Exercise directions: Among the records below, which lines contain the string "Error"? Report them.

Data for processing:
//! Entry editing: draft validation and the image attach pipeline.

use std::fs;
use std::path::Path;

use crate::cleanup::best_effort;
use crate::models::{DiaryEntry, EntryId};
use crate::storage::DEFAULT_QUALITY;
use crate::store::LocalRecordStore;
use crate::util::normalize_text_option;
use crate::{Error, Result};

/// Largest picked image accepted, in bytes.
pub const MAX_IMAGE_BYTES: u64 = 2 * 1024 * 1024;

/// What the user has typed so far.
#[derive(Debug, Clone, Default, PartialEq)]
pub struct EntryDraft {
    /// Set when editing an existing entry
    pub id: Option<EntryId>,
    pub name: String,
    pub rating: u8,
    pub image_path: Option<String>,
    pub location: Option<String>,
    pub notes: Option<String>,
    pub price: Option<f64>,
    pub tags: Vec<String>,
}

impl EntryDraft {
    /// Draft pre-filled from a stored entry.
    pub fn from_entry(entry: &DiaryEntry) -> Self {
        Self {
            id: Some(entry.id.clone()),
            name: entry.name.clone(),
            rating: entry.rating,
            image_path: entry.image_ref().map(ToString::to_string),
            location: entry.location.clone(),
            notes: entry.notes.clone(),
            price: entry.price,
            tags: entry.tags.clone(),
        }
    }

    pub fn toggle_tag(&mut self, tag: &str) {
        if let Some(index) = self.tags.iter().position(|existing| existing == tag) {
            self.tags.remove(index);
        } else {
            self.tags.push(tag.to_string());
        }
    }

    /// Check the draft can be saved.
    pub fn validate(&self) -> Result<()> {
        if self
            .image_path
            .as_deref()
            .filter(|path| !path.trim().is_empty())
            .is_none()
        {
            return Err(Error::Validation("a photo is required".to_string()));
        }
        if self.name.trim().is_empty() {
            return Err(Error::Validation("name is required".to_string()));
        }
        if !(1..=5).contains(&self.rating) {
            return Err(Error::Validation(
                "rating must be between 1 and 5".to_string(),
            ));
        }
        if let Some(price) = self.price {
            if !price.is_finite() || price < 0.0 {
                return Err(Error::Validation(
                    "price must be a non-negative number".to_string(),
                ));
            }
        }
        Ok(())
    }
}

/// Editor actions bound to a record store.
pub struct EntryEditor<'a> {
    store: &'a LocalRecordStore,
}

impl<'a> EntryEditor<'a> {
    pub const fn new(store: &'a LocalRecordStore) -> Self {
        Self { store }
    }

    /// Compress a picked image and move it into durable storage.
    ///
    /// `size` is the picked file's size as reported by the picker; images
    /// over [`MAX_IMAGE_BYTES`] are rejected before any work is done.
    pub fn attach_image(&self, temp_path: &Path, size: u64) -> Result<String> {
        if size > MAX_IMAGE_BYTES {
            return Err(Error::Validation(format!(
                "image is {} KiB; the limit is {} KiB",
                size / 1024,
                MAX_IMAGE_BYTES / 1024
            )));
        }

        let assets = self.store.assets();
        let compressed = assets.compress(temp_path, DEFAULT_QUALITY)?;
        let saved = assets.save(&compressed);
        best_effort("Removing compressed scratch file", fs::remove_file(&compressed));
        Ok(saved?.to_string_lossy().into_owned())
    }

    /// Validate and persist `draft`.
    pub fn save(&self, draft: EntryDraft) -> Result<DiaryEntry> {
        draft.validate()?;

        let mut entry = match &draft.id {
            Some(id) => self
                .store
                .get_by_id(id.as_str())
                .unwrap_or_else(|| DiaryEntry {
                    id: id.clone(),
                    ..DiaryEntry::new("", 0)
                }),
            None => DiaryEntry::new("", 0),
        };

        entry.name = draft.name.trim().to_string();
        entry.rating = draft.rating;
        entry.set_image(draft.image_path);
        entry.location = normalize_text_option(draft.location);
        entry.notes = normalize_text_option(draft.notes);
        entry.price = draft.price;
        entry.tags = draft.tags;

        let saved = self.store.save(entry)?;
        tracing::info!("Saved entry {} ({})", saved.id, saved.name);
        Ok(saved)
    }

    /// Register a custom tag and hand back its trimmed form.
    pub fn add_custom_tag(&self, tag: &str) -> Result<String> {
        self.store.add_tag(tag)
    }
}
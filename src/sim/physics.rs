//! Player ball physics
//!
//! Frame-coupled integration: one call is one tick, no `dt`. Rolling applies
//! friction, input acceleration and an arena-edge bounce; falling ignores
//! input, drifts, and sinks at a constant rate.

use glam::{DVec2, DVec3};
use serde::{Deserialize, Serialize};

use crate::consts::{BALL_RADIUS, GRID_LENGTH};
use crate::tuning::PhysicsTuning;

/// The player ball
#[derive(Debug, Clone, PartialEq, Serialize, Deserialize)]
pub struct PlayerState {
    /// `z` is height above the floor plane; 0 while rolling
    pub position: DVec3,
    pub velocity: DVec3,
    pub falling: bool,
}

impl Default for PlayerState {
    fn default() -> Self {
        Self::spawned()
    }
}

impl PlayerState {
    /// At rest on the spawn point
    pub fn spawned() -> Self {
        Self {
            position: DVec3::ZERO,
            velocity: DVec3::ZERO,
            falling: false,
        }
    }

    /// Horizontal position
    #[inline]
    pub fn planar(&self) -> DVec2 {
        self.position.truncate()
    }

    /// Return to the spawn point at rest
    pub fn respawn(&mut self) {
        *self = Self::spawned();
    }

    pub fn start_falling(&mut self) {
        self.falling = true;
    }
}

/// Which arena edges the ball bounced off this tick
#[derive(Debug, Clone, Copy, Default, PartialEq, Eq)]
pub struct EdgeBounce {
    pub x: bool,
    pub y: bool,
}

impl EdgeBounce {
    pub fn any(self) -> bool {
        self.x || self.y
    }
}

/// Advance the ball one tick.
///
/// `accel` is the accumulated movement intent for this tick (unit per held
/// direction); it is ignored while falling.
pub fn step(
    player: &mut PlayerState,
    accel: DVec2,
    boosted: bool,
    tuning: &PhysicsTuning,
) -> EdgeBounce {
    if player.falling {
        player.position.z -= tuning.fall_speed();
        player.velocity.x *= tuning.fall_drift;
        player.velocity.y *= tuning.fall_drift;
        return EdgeBounce::default();
    }

    let (friction, gain) = if boosted {
        (tuning.boosted_friction, tuning.acceleration * tuning.boost_multiplier)
    } else {
        (tuning.friction, tuning.acceleration)
    };

    player.velocity.x = player.velocity.x * friction + accel.x * gain;
    player.velocity.y = player.velocity.y * friction + accel.y * gain;
    player.position.x += player.velocity.x;
    player.position.y += player.velocity.y;

    clamp_to_arena(player, tuning)
}

/// Keep the ball inside the arena walls, reflecting and damping velocity on
/// each axis that hit.
pub fn clamp_to_arena(player: &mut PlayerState, tuning: &PhysicsTuning) -> EdgeBounce {
    let limit = GRID_LENGTH as f64 - BALL_RADIUS;
    let mut bounce = EdgeBounce::default();

    let (px, vx) = (&mut player.position.x, &mut player.velocity.x);
    bounce.x = clamp_axis(px, vx, limit, tuning.wall_bounce);
    let (py, vy) = (&mut player.position.y, &mut player.velocity.y);
    bounce.y = clamp_axis(py, vy, limit, tuning.wall_bounce);

    bounce
}

fn clamp_axis(pos: &mut f64, vel: &mut f64, limit: f64, bounce: f64) -> bool {
    if *pos > limit {
        *pos = limit;
    } else if *pos < -limit {
        *pos = -limit;
    } else {
        return false;
    }
    *vel *= -bounce;
    true
}

#[cfg(test)]
mod tests {
    use super::*;
    use proptest::prelude::*;

    fn tuning() -> PhysicsTuning {
        PhysicsTuning::default()
    }

    #[test]
    fn test_friction_then_accel_then_integrate() {
        let mut p = PlayerState::spawned();
        p.velocity = DVec3::new(10.0, 0.0, 0.0);
        step(&mut p, DVec2::new(0.0, 1.0), false, &tuning());
        assert!((p.velocity.x - 9.7).abs() < 1e-9);
        assert!((p.velocity.y - 1.0).abs() < 1e-9);
        assert!((p.position.x - 9.7).abs() < 1e-9);
        assert!((p.position.y - 1.0).abs() < 1e-9);
        assert_eq!(p.position.z, 0.0);
    }

    #[test]
    fn test_boost_doubles_accel_and_lowers_friction() {
        let mut p = PlayerState::spawned();
        p.velocity = DVec3::new(10.0, 0.0, 0.0);
        step(&mut p, DVec2::new(0.0, 1.0), true, &tuning());
        assert!((p.velocity.x - 9.85).abs() < 1e-9);
        assert!((p.velocity.y - 2.0).abs() < 1e-9);
    }

    #[test]
    fn test_edge_bounce_flips_and_damps() {
        let mut p = PlayerState::spawned();
        p.position.x = GRID_LENGTH as f64;
        p.velocity.x = 5.0;
        let bounce = clamp_to_arena(&mut p, &tuning());
        assert!(bounce.x && !bounce.y);
        assert_eq!(p.position.x, GRID_LENGTH as f64 - BALL_RADIUS);
        assert!((p.velocity.x - -4.0).abs() < 1e-9);
    }

    #[test]
    fn test_edge_bounce_negative_side() {
        let mut p = PlayerState::spawned();
        p.position.y = -2000.0;
        p.velocity.y = -10.0;
        let bounce = clamp_to_arena(&mut p, &tuning());
        assert!(bounce.y);
        assert_eq!(p.position.y, -(GRID_LENGTH as f64 - BALL_RADIUS));
        assert!((p.velocity.y - 8.0).abs() < 1e-9);
    }

    #[test]
    fn test_falling_ignores_input_and_sinks() {
        let mut p = PlayerState::spawned();
        p.falling = true;
        p.velocity = DVec3::new(4.0, -2.0, 0.0);
        step(&mut p, DVec2::new(1.0, 1.0), true, &tuning());
        assert_eq!(p.position.z, -6.0);
        assert!((p.velocity.x - 3.96).abs() < 1e-9);
        assert!((p.velocity.y - -1.98).abs() < 1e-9);
        // no horizontal integration while falling
        assert_eq!(p.planar(), DVec2::ZERO);
    }

    #[test]
    fn test_respawn_clears_motion() {
        let mut p = PlayerState::spawned();
        p.position = DVec3::new(300.0, 10.0, -80.0);
        p.velocity = DVec3::new(1.0, 2.0, 0.0);
        p.falling = true;
        p.respawn();
        assert_eq!(p, PlayerState::spawned());
    }

    proptest! {
        #[test]
        fn prop_rolling_stays_on_floor_and_in_arena(
            inputs in proptest::collection::vec((-1.0f64..=1.0, -1.0f64..=1.0, any::<bool>()), 1..300)
        ) {
            let mut p = PlayerState::spawned();
            let limit = GRID_LENGTH as f64 - BALL_RADIUS;
            for (ax, ay, boosted) in inputs {
                step(&mut p, DVec2::new(ax, ay), boosted, &tuning());
                prop_assert_eq!(p.position.z, 0.0);
                prop_assert!(p.position.x.abs() <= limit);
                prop_assert!(p.position.y.abs() <= limit);
            }
        }
    }
}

Reply to the exercise:
use crate::{Error, Result};
            return Err(Error::Validation("a photo is required".to_string()));
            return Err(Error::Validation("name is required".to_string()));
            return Err(Error::Validation(
                return Err(Error::Validation(
            return Err(Error::Validation(format!(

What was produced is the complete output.